Segment Start: RECORD EXCERPTS

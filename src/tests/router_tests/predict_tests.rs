use crate::errors::ServerError;
use crate::responses::error_to_response;
use crate::router::handle;
use crate::tests::utils::{
    body_string, fixed_state, get, test_state, FixedCategory, FixedPrice, RejectsTown,
};

#[test]
fn partial_shows_formatted_price_and_category() {
    let state = fixed_state();

    let resp = handle(get("/predict?town=Ajah&state=Lagos"), &state).expect("Handler failed");
    assert_eq!(resp.status(), 200);

    let body = body_string(resp);
    assert!(body.contains("Estimated Price"));
    assert!(body.contains("₦12,345,678"));
    assert!(!body.contains("12,345,678.9"));
    assert!(body.contains("Expensive"));
    // Partial, not a full page.
    assert!(!body.contains("<html"));
}

#[test]
fn label_zero_reads_affordable() {
    let state = test_state(Box::new(FixedPrice(8_000_000.0)), Box::new(FixedCategory(0)));

    let body = body_string(handle(get("/predict"), &state).unwrap());
    assert!(body.contains("₦8,000,000"));
    assert!(body.contains("Affordable"));
}

#[test]
fn unseen_category_shows_generic_failure_and_page_stays_usable() {
    let state = test_state(Box::new(RejectsTown("Epe")), Box::new(FixedCategory(0)));

    let resp = handle(get("/predict?town=Epe"), &state).expect("failure is rendered inline");
    assert_eq!(resp.status(), 200);
    let body = body_string(resp);
    assert!(body.contains("Prediction failed."));
    assert!(!body.contains("Estimated Price"));

    // The next interaction works as normal.
    let body = body_string(handle(get("/predict?town=Lekki&bedrooms=2"), &state).unwrap());
    assert!(body.contains("₦52,000,000"));
}

#[test]
fn out_of_catalog_input_is_bad_request() {
    let state = fixed_state();

    let err = handle(get("/predict?state=Atlantis"), &state).unwrap_err();
    assert!(matches!(err, ServerError::BadRequest(_)));
    assert_eq!(error_to_response(err).status(), 400);
}

#[test]
fn out_of_range_numbers_are_clamped() {
    let state = fixed_state();

    let body = body_string(handle(get("/predict?bedrooms=42&parking_space=-3"), &state).unwrap());
    assert!(body.contains("10 bed"));
    assert!(body.contains("0 parking"));
}

#[test]
fn json_api_returns_prediction() {
    let state = fixed_state();

    let resp = handle(get("/api/predict?town=Gbagada&state=Lagos&title=Block+of+Flats"), &state)
        .expect("Handler failed");
    assert_eq!(resp.status(), 200);
    assert_eq!(
        resp.headers().get("Content-Type").unwrap().to_str().unwrap(),
        "application/json"
    );

    let json: serde_json::Value = serde_json::from_str(&body_string(resp)).unwrap();
    assert_eq!(json["price_display"], "₦12,345,678");
    assert_eq!(json["category"], "Expensive");
    assert_eq!(json["record"]["title"], "Block of Flats");
    assert_eq!(json["record"]["town"], "Gbagada");
    assert_eq!(json["record"].as_object().unwrap().len(), 7);
    assert!(json["predicted_at"].is_string());
}

#[test]
fn json_api_reports_failure_as_422() {
    let state = test_state(Box::new(RejectsTown("Lekki")), Box::new(FixedCategory(1)));

    let resp = handle(get("/api/predict?town=Lekki"), &state).unwrap();
    assert_eq!(resp.status(), 422);

    let json: serde_json::Value = serde_json::from_str(&body_string(resp)).unwrap();
    assert_eq!(json["error"], "prediction failed");
    assert!(json["detail"].as_str().unwrap().contains("Lekki"));
}
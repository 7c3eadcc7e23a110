pub mod catalog;
pub mod format;
pub mod record;

pub use catalog::HouseType;
pub use format::format_currency;
pub use record::PropertyRecord;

Segment End: RECORD EXCERPTS

#### WHAT TO DO
Your job is to write out the data exactly as it stands.

#### RESPONSE FOR THIS EXERCISE
filename src/tests/router_tests/predict_tests.rs
use crate::errors::ServerError;
use crate::responses::error_to_response;
use crate::router::handle;
use crate::tests::utils::{
    body_string, fixed_state, get, test_state, FixedCategory, FixedPrice, RejectsTown,
};

#[test]
fn partial_shows_formatted_price_and_category() {
    let state = fixed_state();

    let resp = handle(get("/predict?town=Ajah&state=Lagos"), &state).expect("Handler failed");
    assert_eq!(resp.status(), 200);

    let body = body_string(resp);
    assert!(body.contains("Estimated Price"));
    assert!(body.contains("₦12,345,678"));
    assert!(!body.contains("12,345,678.9"));
    assert!(body.contains("Expensive"));
    // Partial, not a full page.
    assert!(!body.contains("<html"));
}

#[test]
fn label_zero_reads_affordable() {
    let state = test_state(Box::new(FixedPrice(8_000_000.0)), Box::new(FixedCategory(0)));

    let body = body_string(handle(get("/predict"), &state).unwrap());
    assert!(body.contains("₦8,000,000"));
    assert!(body.contains("Affordable"));
}

#[test]
fn unseen_category_shows_generic_failure_and_page_stays_usable() {
    let state = test_state(Box::new(RejectsTown("Epe")), Box::new(FixedCategory(0)));

    let resp = handle(get("/predict?town=Epe"), &state).expect("failure is rendered inline");
    assert_eq!(resp.status(), 200);
    let body = body_string(resp);
    assert!(body.contains("Prediction failed."));
    assert!(!body.contains("Estimated Price"));

    // The next interaction works as normal.
    let body = body_string(handle(get("/predict?town=Lekki&bedrooms=2"), &state).unwrap());
    assert!(body.contains("₦52,000,000"));
}

#[test]
fn out_of_catalog_input_is_bad_request() {
    let state = fixed_state();

    let err = handle(get("/predict?state=Atlantis"), &state).unwrap_err();
    assert!(matches!(err, ServerError::BadRequest(_)));
    assert_eq!(error_to_response(err).status(), 400);
}

#[test]
fn out_of_range_numbers_are_clamped() {
    let state = fixed_state();

    let body = body_string(handle(get("/predict?bedrooms=42&parking_space=-3"), &state).unwrap());
    assert!(body.contains("10 bed"));
    assert!(body.contains("0 parking"));
}

#[test]
fn json_api_returns_prediction() {
    let state = fixed_state();

    let resp = handle(get("/api/predict?town=Gbagada&state=Lagos&title=Block+of+Flats"), &state)
        .expect("Handler failed");
    assert_eq!(resp.status(), 200);
    assert_eq!(
        resp.headers().get("Content-Type").unwrap().to_str().unwrap(),
        "application/json"
    );

    let json: serde_json::Value = serde_json::from_str(&body_string(resp)).unwrap();
    assert_eq!(json["price_display"], "₦12,345,678");
    assert_eq!(json["category"], "Expensive");
    assert_eq!(json["record"]["title"], "Block of Flats");
    assert_eq!(json["record"]["town"], "Gbagada");
    assert_eq!(json["record"].as_object().unwrap().len(), 7);
    assert!(json["predicted_at"].is_string());
}

#[test]
fn json_api_reports_failure_as_422() {
    let state = test_state(Box::new(RejectsTown("Lekki")), Box::new(FixedCategory(1)));

    let resp = handle(get("/api/predict?town=Lekki"), &state).unwrap();
    assert_eq!(resp.status(), 422);

    let json: serde_json::Value = serde_json::from_str(&body_string(resp)).unwrap();
    assert_eq!(json["error"], "prediction failed");
    assert!(json["detail"].as_str().unwrap().contains("Lekki"));
}
repository 7c3eadcc7e23a110
pub mod catalog;
pub mod format;
pub mod record;

pub use catalog::HouseType;
pub use format::format_currency;
pub use record::PropertyRecord;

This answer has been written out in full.